TASK INPUTS:
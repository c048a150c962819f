//! Landing page and admin page.
//!
//! `GET /` renders the landing page, or the admin page when the query
//! carries `admin=true`. The admin form posts back to `/`; the handler saves
//! the document and renders the admin page again with a notice.
//!
//! Both pages read the store directly rather than going through the
//! bearer-protected JSON API. The admin page is reachable by anyone who
//! knows the flag.

use std::sync::Arc;
use std::time::Instant;

use axum::extract::{RawQuery, State};
use axum::response::{IntoResponse, Response};
use axum::routing::get;
use axum::{Form, Router};
use serde::Deserialize;

use masterclass_core::admin::{AdminForm, AdminView, NOTICE_TTL, NoticeKind};
use masterclass_core::landing::{DocumentOrigin, LandingView};
use masterclass_core::view::View;

use crate::state::AppState;
use crate::templates::{AdminTemplate, LandingTemplate, NoticeBlock};

/// Build the UI router.
pub fn router() -> Router<Arc<AppState>> {
    Router::new().route("/", get(page).post(submit_admin_form))
}

async fn page(State(state): State<Arc<AppState>>, RawQuery(query): RawQuery) -> Response {
    match View::from_query(query.as_deref().unwrap_or_default()) {
        View::Landing => {
            let view = LandingView::load(&state.store).await;
            if view.origin() == DocumentOrigin::Fallback {
                tracing::warn!("rendering landing page from built-in defaults");
            }
            LandingTemplate::from_view(&view, &View::Admin.href("/")).into_response()
        }
        View::Admin => {
            let view = AdminView::load(&state.store).await;
            render_admin(&view)
        }
    }
}

/// Fields posted by the admin form. Everything arrives as text; missing
/// fields are blank.
#[derive(Debug, Default, Deserialize)]
#[serde(default, rename_all = "camelCase")]
pub struct AdminFormInput {
    pub title: String,
    pub subtitle: String,
    pub date: String,
    pub time: String,
    pub description: String,
    pub point1: String,
    pub point2: String,
    pub point3: String,
    pub button_text: String,
    pub telegram_link: String,
    pub gift_title: String,
    pub gift_description: String,
    pub countdown_minutes: String,
}

impl AdminFormInput {
    fn into_form(self) -> AdminForm {
        let mut form = AdminForm {
            title: self.title,
            subtitle: self.subtitle,
            date: self.date,
            time: self.time,
            description: self.description,
            point1: self.point1,
            point2: self.point2,
            point3: self.point3,
            button_text: self.button_text,
            telegram_link: self.telegram_link,
            gift_title: self.gift_title,
            gift_description: self.gift_description,
            ..AdminForm::default()
        };
        form.set_countdown_input(&self.countdown_minutes);
        form
    }
}

async fn submit_admin_form(
    State(state): State<Arc<AppState>>,
    Form(input): Form<AdminFormInput>,
) -> Response {
    let mut view = AdminView::with_form(input.into_form());
    view.submit(&state.store).await;
    render_admin(&view)
}

fn render_admin(view: &AdminView) -> Response {
    let notice = view.notice(Instant::now()).map(|n| NoticeBlock {
        class: match n.kind {
            NoticeKind::Success => "success",
            NoticeKind::Error => "error",
        },
        text: n.text,
        ttl_ms: if n.kind == NoticeKind::Success {
            u64::try_from(NOTICE_TTL.as_millis()).unwrap_or(u64::MAX)
        } else {
            0
        },
    });

    AdminTemplate {
        form: view.form.clone(),
        notice,
        back_href: View::Landing.href("/"),
        action: View::Admin.href("/"),
    }
    .into_response()
}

YOUR TASK: For each line in the data above that contains the string "AdminFormInput", extract the line.

FINISHED TASK:
pub struct AdminFormInput {
impl AdminFormInput {
    Form(input): Form<AdminFormInput>,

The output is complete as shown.